Filter these entries, keeping only lines that hold the word "Replace".
##### SUPPLIED INFORMATION
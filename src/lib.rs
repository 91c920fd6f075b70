//! feedsync: sequential feed synchronization with windowed image
//! prefetching and a bounded in-memory image cache.

pub mod config;
pub mod feed;
pub mod fetch;
pub mod images;
pub mod storage;
pub mod util;
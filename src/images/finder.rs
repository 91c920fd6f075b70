use scraper::{Html, Selector};
use std::sync::OnceLock;

use crate::feed::ParsedItem;

fn img_selector() -> Option<&'static Selector> {
    static SELECTOR: OnceLock<Option<Selector>> = OnceLock::new();
    SELECTOR.get_or_init(|| Selector::parse("img").ok()).as_ref()
}

/// `src` values of every `<img>` tag in `html`, in document order.
///
/// Tags without a `src` (or with an empty one) are skipped. Values are
/// returned verbatim; resolving them is the fetcher's job.
pub fn find_images(html: &str) -> Vec<String> {
    let Some(selector) = img_selector() else {
        return Vec::new();
    };

    Html::parse_fragment(html)
        .select(selector)
        .filter_map(|img| img.value().attr("src"))
        .filter(|src| !src.trim().is_empty())
        .map(str::to_string)
        .collect()
}

/// Every image an item would display: its body's `<img>` tags followed by
/// its thumbnail.
pub fn item_image_urls(item: &ParsedItem) -> Vec<String> {
    let mut urls = find_images(item.body_html());
    if let Some(thumbnail) = item.thumbnail.as_deref() {
        if !thumbnail.trim().is_empty() {
            urls.push(thumbnail.to_string());
        }
    }
    urls
}

#[cfg(test)]
mod tests {
    use super::*;
    use chrono::Utc;
    use pretty_assertions::assert_eq;

    #[test]
    fn test_finds_img_sources_in_order() {
        let html = r#"
            <p>Intro <img src="https://cdn.example.com/a.png" alt="a"></p>
            <div><img alt="no source"><img src=""><IMG SRC="/b.jpg"></div>
            <picture><img src="//img.example.com/c.gif"/></picture>
        "#;
        assert_eq!(
            find_images(html),
            vec![
                "https://cdn.example.com/a.png".to_string(),
                "/b.jpg".to_string(),
                "//img.example.com/c.gif".to_string(),
            ]
        );
    }

    #[test]
    fn test_no_images() {
        assert!(find_images("<p>plain text</p>").is_empty());
        assert!(find_images("").is_empty());
        assert!(find_images("not even <html").is_empty());
    }

    #[test]
    fn test_item_uses_content_then_description() {
        let mut item = ParsedItem::new("g", Utc::now());
        item.description = r#"<img src="desc.png">"#.to_string();
        assert_eq!(item_image_urls(&item), vec!["desc.png".to_string()]);

        item.content = r#"<img src="body.png">"#.to_string();
        item.thumbnail = Some("https://cdn.example.com/thumb.jpg".to_string());
        assert_eq!(
            item_image_urls(&item),
            vec![
                "body.png".to_string(),
                "https://cdn.example.com/thumb.jpg".to_string()
            ]
        );
    }
}
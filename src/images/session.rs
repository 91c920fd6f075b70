use super::controller::PrefetchController;
use super::prefetcher::{PrefetchContext, PrefetchHandle, PrefetcherStopped};
use crate::feed::ParsedItem;

/// Drives an [`ImagePrefetcher`](super::ImagePrefetcher) from list navigation.
///
/// One session per displayed list: it owns the rows, maps the controller's
/// windows to items and asks the prefetcher for their images.
pub struct PrefetchSession {
    controller: PrefetchController,
    items: Vec<ParsedItem>,
    context: PrefetchContext,
    handle: PrefetchHandle,
}

impl PrefetchSession {
    pub fn new(handle: PrefetchHandle, controller: PrefetchController) -> Self {
        Self {
            controller,
            items: Vec::new(),
            context: PrefetchContext::default(),
            handle,
        }
    }

    /// Replace the displayed list and request its first window.
    pub async fn show_items(
        &mut self,
        items: Vec<ParsedItem>,
        context: PrefetchContext,
    ) -> Result<(), PrefetcherStopped> {
        self.controller.set_num_rows(items.len());
        self.items = items;
        self.context = context;
        self.dispatch().await
    }

    /// The selection moved to `row`; request the next window if it is due.
    pub async fn row_selected(&mut self, row: usize) -> Result<(), PrefetcherStopped> {
        self.controller.row_selected(row);
        self.dispatch().await
    }

    pub fn items(&self) -> &[ParsedItem] {
        &self.items
    }

    pub fn controller(&self) -> &PrefetchController {
        &self.controller
    }

    async fn dispatch(&mut self) -> Result<(), PrefetcherStopped> {
        if !self.controller.prefetch_needed() {
            return Ok(());
        }

        let batch: Vec<ParsedItem> = self
            .controller
            .prefetch_list()
            .filter_map(|row| self.items.get(row).cloned())
            .collect();
        if batch.is_empty() {
            return Ok(());
        }

        tracing::debug!(rows = batch.len(), "Requesting image prefetch window");
        self.handle
            .prefetch_images(batch, self.context.clone())
            .await
    }
}
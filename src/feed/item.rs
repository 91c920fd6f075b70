use chrono::{DateTime, Utc};

/// A media attachment on a feed item (a podcast episode, for instance).
#[derive(Debug, Clone, PartialEq, Eq)]
pub struct Enclosure {
    pub url: String,
    /// Declared length in bytes, 0 when the feed omits it.
    pub length: u64,
    /// Declared MIME type, e.g. `audio/mpeg`.
    pub mime_type: String,
}

/// One item parsed out of a feed document.
///
/// Synchronization only inspects `guid` (deduplication) and `published`
/// (date filtering). The remaining fields are carried through to storage
/// and image discovery.
#[derive(Debug, Clone, PartialEq, Eq)]
pub struct ParsedItem {
    pub guid: String,
    pub title: String,
    pub author: String,
    pub link: String,
    pub description: String,
    /// Full article body (`content:encoded` in RSS) when the feed ships one.
    pub content: String,
    pub categories: Vec<String>,
    pub published: DateTime<Utc>,
    pub thumbnail: Option<String>,
    pub enclosure: Option<Enclosure>,
}

impl ParsedItem {
    /// Minimal item with only the fields synchronization looks at.
    pub fn new(guid: impl Into<String>, published: DateTime<Utc>) -> Self {
        Self {
            guid: guid.into(),
            title: String::new(),
            author: String::new(),
            link: String::new(),
            description: String::new(),
            content: String::new(),
            categories: Vec::new(),
            published,
            thumbnail: None,
            enclosure: None,
        }
    }

    /// The HTML body to show: encoded content if present, else the description.
    pub fn body_html(&self) -> &str {
        if self.content.trim().is_empty() {
            &self.description
        } else {
            &self.content
        }
    }

    pub fn has_enclosure(&self) -> bool {
        self.enclosure.is_some()
    }
}
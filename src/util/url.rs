use thiserror::Error;
use url::Url;

/// Errors that can occur while resolving an image reference.
#[derive(Debug, Error, PartialEq, Eq)]
pub enum ResolveError {
    #[error("Image reference is empty")]
    Empty,
    #[error("Relative image reference {0:?} has no base link to resolve against")]
    MissingBase(String),
    #[error("Invalid URL: {0}")]
    InvalidUrl(#[from] url::ParseError),
    #[error("Unsupported scheme: {0} (only http/https allowed)")]
    UnsupportedScheme(String),
}

/// Turn an `<img src>` value into an absolute URL that can be fetched.
///
/// - `http://` and `https://` references are used as-is
/// - protocol-relative `//host/path` references get `https:` prepended
/// - anything else is joined against `base_link` (the item's link)
///
/// The returned URL is only for fetching. Callers keep using the original
/// `src` string as the cache key since rendered HTML refers to it verbatim.
pub fn resolve_image_url(src: &str, base_link: &str) -> Result<Url, ResolveError> {
    let src = src.trim();
    if src.is_empty() {
        return Err(ResolveError::Empty);
    }

    if let Some(rest) = src.strip_prefix("//") {
        return Ok(Url::parse(&format!("https://{rest}"))?);
    }

    match Url::parse(src) {
        Ok(url) => match url.scheme() {
            "http" | "https" => Ok(url),
            scheme => Err(ResolveError::UnsupportedScheme(scheme.to_owned())),
        },
        Err(url::ParseError::RelativeUrlWithoutBase) => {
            let base = base_link.trim();
            if base.is_empty() {
                return Err(ResolveError::MissingBase(src.to_string()));
            }
            let joined = Url::parse(base)?.join(src)?;
            match joined.scheme() {
                "http" | "https" => Ok(joined),
                scheme => Err(ResolveError::UnsupportedScheme(scheme.to_owned())),
            }
        }
        Err(e) => Err(e.into()),
    }
}
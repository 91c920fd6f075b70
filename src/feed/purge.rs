use anyhow::Result;
use chrono::{DateTime, Duration, Utc};

use crate::storage::Database;

/// Outcome of purging one feed.
#[derive(Debug, Clone, PartialEq, Eq)]
pub struct FeedPurged {
    pub feed_id: i64,
    pub deleted: u64,
    pub cutoff: DateTime<Utc>,
}

/// Deletes old items and records the purge cutoff on the feed.
///
/// The recorded cutoff becomes the feed's `last_purged` threshold, so the
/// next sync will not re-insert the purged items even though the feed
/// document still lists them.
#[derive(Clone)]
pub struct FeedPurger {
    db: Database,
}

impl FeedPurger {
    pub fn new(db: Database) -> Self {
        Self { db }
    }

    /// Purge every feed of items older than `days`.
    pub async fn purge_all(&self, days: u32, include_unread: bool) -> Result<Vec<FeedPurged>> {
        let cutoff = cutoff_for(Utc::now(), days);
        let feed_ids = self.db.feed_ids().await?;

        let mut purged = Vec::with_capacity(feed_ids.len());
        for feed_id in feed_ids {
            purged.push(self.purge_at(feed_id, cutoff, include_unread).await?);
        }

        if purged.iter().any(|p| p.deleted > 0) {
            if let Err(e) = self.db.vacuum().await {
                tracing::warn!(error = %e, "Vacuum after purge failed");
            }
        }

        tracing::info!(
            feeds = purged.len(),
            deleted = purged.iter().map(|p| p.deleted).sum::<u64>(),
            cutoff = %cutoff,
            "Feeds purged"
        );
        Ok(purged)
    }

    /// Purge a single feed of items older than `days`.
    pub async fn purge_feed(&self, feed_id: i64, days: u32, include_unread: bool) -> Result<FeedPurged> {
        self.purge_at(feed_id, cutoff_for(Utc::now(), days), include_unread)
            .await
    }

    /// Purge a feed of items published before `cutoff`.
    pub async fn purge_at(
        &self,
        feed_id: i64,
        cutoff: DateTime<Utc>,
        include_unread: bool,
    ) -> Result<FeedPurged> {
        let deleted = self
            .db
            .delete_items_before(feed_id, cutoff, include_unread)
            .await?;
        self.db.set_last_purged(feed_id, cutoff).await?;
        tracing::debug!(feed_id, deleted, "Feed purged");

        Ok(FeedPurged {
            feed_id,
            deleted,
            cutoff,
        })
    }
}

/// `now - days`, saturating at the earliest representable instant.
fn cutoff_for(now: DateTime<Utc>, days: u32) -> DateTime<Utc> {
    now.checked_sub_signed(Duration::days(i64::from(days)))
        .unwrap_or(DateTime::<Utc>::MIN_UTC)
}

#[cfg(test)]
mod tests {
    use super::*;
    use crate::feed::filter::select_new_items;
    use crate::feed::ParsedItem;
    use crate::storage::FeedStore;

    async fn seeded() -> (Database, i64) {
        let db = Database::open(":memory:").await.unwrap();
        let feed_id = db
            .add_feed("https://feed.example.com/rss", Some("Feed"), None)
            .await
            .unwrap();
        let now = Utc::now();
        db.insert_items(
            feed_id,
            &[
                ParsedItem::new("ancient", now - Duration::days(90)),
                ParsedItem::new("recent", now - Duration::days(1)),
            ],
        )
        .await
        .unwrap();
        (db, feed_id)
    }

    #[test]
    fn test_cutoff_for() {
        let now = Utc::now();
        assert_eq!(cutoff_for(now, 0), now);
        assert_eq!(cutoff_for(now, 30), now - Duration::days(30));
    }

    #[test]
    fn test_cutoff_for_saturates_on_huge_age() {
        assert_eq!(cutoff_for(Utc::now(), u32::MAX), DateTime::<Utc>::MIN_UTC);
    }

    #[tokio::test]
    async fn test_purge_with_huge_age_deletes_nothing() {
        let (db, feed_id) = seeded().await;
        let purger = FeedPurger::new(db.clone());

        let purged = purger.purge_feed(feed_id, u32::MAX, true).await.unwrap();
        assert_eq!(purged.deleted, 0);
        assert_eq!(purged.cutoff, DateTime::<Utc>::MIN_UTC);
        assert_eq!(db.guids_for_feed(feed_id).await.unwrap().len(), 2);

        let meta = db.feed_metadata(feed_id).await.unwrap();
        assert_eq!(meta.last_purged, Some(DateTime::<Utc>::MIN_UTC));
    }

    #[tokio::test]
    async fn test_purge_all_deletes_old_items_and_records_cutoff() {
        let (db, feed_id) = seeded().await;
        let purger = FeedPurger::new(db.clone());

        let purged = purger.purge_all(30, true).await.unwrap();
        assert_eq!(purged.len(), 1);
        assert_eq!(purged[0].feed_id, feed_id);
        assert_eq!(purged[0].deleted, 1);

        let guids = db.guids_for_feed(feed_id).await.unwrap();
        assert!(guids.contains("recent"));
        assert!(!guids.contains("ancient"));

        let meta = db.feed_metadata(feed_id).await.unwrap();
        assert_eq!(
            meta.last_purged.map(|t| t.timestamp()),
            Some(purged[0].cutoff.timestamp())
        );
    }

    #[tokio::test]
    async fn test_purge_keeps_unread_unless_asked() {
        let (db, feed_id) = seeded().await;
        let purger = FeedPurger::new(db.clone());

        let purged = purger.purge_feed(feed_id, 30, false).await.unwrap();
        assert_eq!(purged.deleted, 0);
        assert_eq!(db.guids_for_feed(feed_id).await.unwrap().len(), 2);
    }

    #[tokio::test]
    async fn test_purged_items_are_not_resynced() {
        let (db, feed_id) = seeded().await;
        let purger = FeedPurger::new(db.clone());
        purger.purge_feed(feed_id, 30, true).await.unwrap();

        // The feed document still carries the purged item
        let meta = db.feed_metadata(feed_id).await.unwrap();
        let existing = db.existing_guids(feed_id).await.unwrap();
        let incoming = vec![ParsedItem::new("ancient", Utc::now() - Duration::days(90))];

        let fresh = select_new_items(incoming, &existing, meta.last_updated, meta.last_purged);
        assert!(fresh.is_empty());
    }
}
//! Small helpers shared by the sync and prefetch actors.
//!
//! - **URL resolution**: turning `<img src>` references into fetchable URLs
//! - **Panic capture**: reporting worker panics instead of losing them

mod task;
mod url;

pub use self::task::catch_task_panic;
pub use self::url::{resolve_image_url, ResolveError};
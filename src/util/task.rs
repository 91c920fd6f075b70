use futures::FutureExt;
use std::panic::AssertUnwindSafe;

/// Run a background future, converting a panic into an error message.
///
/// Worker tasks wrap their body in this so a panic is reported over the
/// owning actor's event channel instead of silently killing the task and
/// leaving the actor waiting for a completion that never arrives.
///
/// # Example
///
/// ```ignore
/// tokio::spawn(async move {
///     if let Err(panic_msg) = catch_task_panic(fetch_and_parse(feed)).await {
///         tracing::error!(error = %panic_msg, "Sync worker panicked");
///     }
/// });
/// ```
pub async fn catch_task_panic<F, T>(future: F) -> Result<T, String>
where
    F: std::future::Future<Output = T>,
{
    AssertUnwindSafe(future)
        .catch_unwind()
        .await
        .map_err(|panic| {
            if let Some(s) = panic.downcast_ref::<&'static str>() {
                s.to_string()
            } else if let Some(s) = panic.downcast_ref::<String>() {
                s.clone()
            } else {
                "Unknown panic payload".to_string()
            }
        })
}
use tokio::sync::oneshot;

use super::SyncState;
use crate::feed::ParsedItem;
use crate::fetch::ProxyConfig;

/// Commands sent from [`FeedSyncHandle`](super::FeedSyncHandle) to the actor.
pub(super) enum SyncCommand {
    /// Replace the queue with these feeds.
    Enqueue { feed_ids: Vec<i64> },

    /// Proxy used for requests dequeued from now on.
    SetProxy { proxy: ProxyConfig },

    State { reply: oneshot::Sender<SyncState> },
}

/// What a sync worker produced for one feed.
pub(super) struct WorkerOutput {
    /// False when the fetch came back empty.
    pub fetched: bool,
    /// Items the parser returned before filtering.
    pub parsed: usize,
    pub new_items: Vec<ParsedItem>,
}

/// Sent by a sync worker back to the actor when it finishes.
pub(super) struct Completion {
    pub feed_id: i64,
    pub outcome: Result<WorkerOutput, String>,
}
##########
TASK OUTPUT:
    /// Replace the displayed list and request its first window.
    /// Replace the queue with these feeds.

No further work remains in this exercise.